-- EXTRACTED MATERIAL follows --

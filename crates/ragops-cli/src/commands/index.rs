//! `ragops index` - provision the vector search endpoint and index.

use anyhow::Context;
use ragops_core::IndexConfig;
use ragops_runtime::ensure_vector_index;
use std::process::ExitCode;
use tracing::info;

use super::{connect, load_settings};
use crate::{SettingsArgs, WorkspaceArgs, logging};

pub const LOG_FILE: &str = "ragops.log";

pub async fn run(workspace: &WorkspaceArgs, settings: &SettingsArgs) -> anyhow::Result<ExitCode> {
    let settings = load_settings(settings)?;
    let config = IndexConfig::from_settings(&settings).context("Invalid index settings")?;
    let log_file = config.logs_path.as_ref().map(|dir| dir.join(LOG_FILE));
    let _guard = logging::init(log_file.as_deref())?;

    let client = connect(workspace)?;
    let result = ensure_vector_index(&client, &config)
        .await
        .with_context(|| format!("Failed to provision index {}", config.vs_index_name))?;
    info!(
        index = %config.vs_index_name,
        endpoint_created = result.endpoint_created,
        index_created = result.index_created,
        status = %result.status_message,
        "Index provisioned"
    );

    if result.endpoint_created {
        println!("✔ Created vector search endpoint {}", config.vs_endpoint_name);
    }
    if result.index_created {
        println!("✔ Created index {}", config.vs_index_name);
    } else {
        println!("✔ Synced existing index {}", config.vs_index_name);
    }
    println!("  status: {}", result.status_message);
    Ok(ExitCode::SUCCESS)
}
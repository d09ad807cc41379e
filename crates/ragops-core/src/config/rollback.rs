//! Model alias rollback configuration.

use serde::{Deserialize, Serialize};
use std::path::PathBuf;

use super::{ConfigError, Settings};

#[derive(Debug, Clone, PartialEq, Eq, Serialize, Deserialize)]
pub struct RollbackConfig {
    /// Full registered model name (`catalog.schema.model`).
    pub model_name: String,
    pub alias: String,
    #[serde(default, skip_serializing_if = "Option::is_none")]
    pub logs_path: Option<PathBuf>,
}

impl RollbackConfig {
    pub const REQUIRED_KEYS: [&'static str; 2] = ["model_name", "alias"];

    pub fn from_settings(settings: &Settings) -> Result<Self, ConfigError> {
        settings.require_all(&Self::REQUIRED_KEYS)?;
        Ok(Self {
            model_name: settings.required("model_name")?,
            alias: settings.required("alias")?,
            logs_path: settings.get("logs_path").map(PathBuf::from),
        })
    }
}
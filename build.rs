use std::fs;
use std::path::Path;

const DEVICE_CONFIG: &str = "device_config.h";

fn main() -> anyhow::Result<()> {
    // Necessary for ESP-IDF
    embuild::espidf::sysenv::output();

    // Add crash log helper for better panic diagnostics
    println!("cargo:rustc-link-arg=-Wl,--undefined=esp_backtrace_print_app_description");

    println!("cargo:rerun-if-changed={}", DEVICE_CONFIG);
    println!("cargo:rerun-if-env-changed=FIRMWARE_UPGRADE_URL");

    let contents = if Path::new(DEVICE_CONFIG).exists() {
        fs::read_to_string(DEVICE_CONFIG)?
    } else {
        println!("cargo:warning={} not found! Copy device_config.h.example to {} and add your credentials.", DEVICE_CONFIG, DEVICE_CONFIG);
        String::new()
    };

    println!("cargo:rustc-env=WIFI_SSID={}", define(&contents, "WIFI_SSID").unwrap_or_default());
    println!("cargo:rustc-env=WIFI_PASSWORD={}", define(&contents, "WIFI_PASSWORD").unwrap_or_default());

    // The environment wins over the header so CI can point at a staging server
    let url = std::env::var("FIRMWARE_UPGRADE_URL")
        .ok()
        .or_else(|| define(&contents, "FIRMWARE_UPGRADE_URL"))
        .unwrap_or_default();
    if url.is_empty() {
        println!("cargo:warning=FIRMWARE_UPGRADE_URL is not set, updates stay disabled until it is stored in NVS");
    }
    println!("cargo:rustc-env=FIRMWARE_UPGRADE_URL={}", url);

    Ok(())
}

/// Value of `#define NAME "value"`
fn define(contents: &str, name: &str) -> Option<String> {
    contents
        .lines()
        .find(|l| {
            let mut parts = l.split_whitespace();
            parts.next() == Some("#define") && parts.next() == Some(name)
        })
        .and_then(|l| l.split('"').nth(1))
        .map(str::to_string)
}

-- EXTRACTED MATERIAL concluded --

_EXERCISE OBJECTIVE_. Exactly reproduce the lines beginning with the one that contains "not found! Copy" and ending with the last line of the material, both included. Leave out everything else.

_COMPLETED EXERCISE_.
        println!("cargo:warning={} not found! Copy device_config.h.example to {} and add your credentials.", DEVICE_CONFIG, DEVICE_CONFIG);
        String::new()
    };

    println!("cargo:rustc-env=WIFI_SSID={}", define(&contents, "WIFI_SSID").unwrap_or_default());
    println!("cargo:rustc-env=WIFI_PASSWORD={}", define(&contents, "WIFI_PASSWORD").unwrap_or_default());

    // The environment wins over the header so CI can point at a staging server
    let url = std::env::var("FIRMWARE_UPGRADE_URL")
        .ok()
        .or_else(|| define(&contents, "FIRMWARE_UPGRADE_URL"))
        .unwrap_or_default();
    if url.is_empty() {
        println!("cargo:warning=FIRMWARE_UPGRADE_URL is not set, updates stay disabled until it is stored in NVS");
    }
    println!("cargo:rustc-env=FIRMWARE_UPGRADE_URL={}", url);

    Ok(())
}

/// Value of `#define NAME "value"`
fn define(contents: &str, name: &str) -> Option<String> {
    contents
        .lines()
        .find(|l| {
            let mut parts = l.split_whitespace();
            parts.next() == Some("#define") && parts.next() == Some(name)
        })
        .and_then(|l| l.split('"').nth(1))
        .map(str::to_string)
}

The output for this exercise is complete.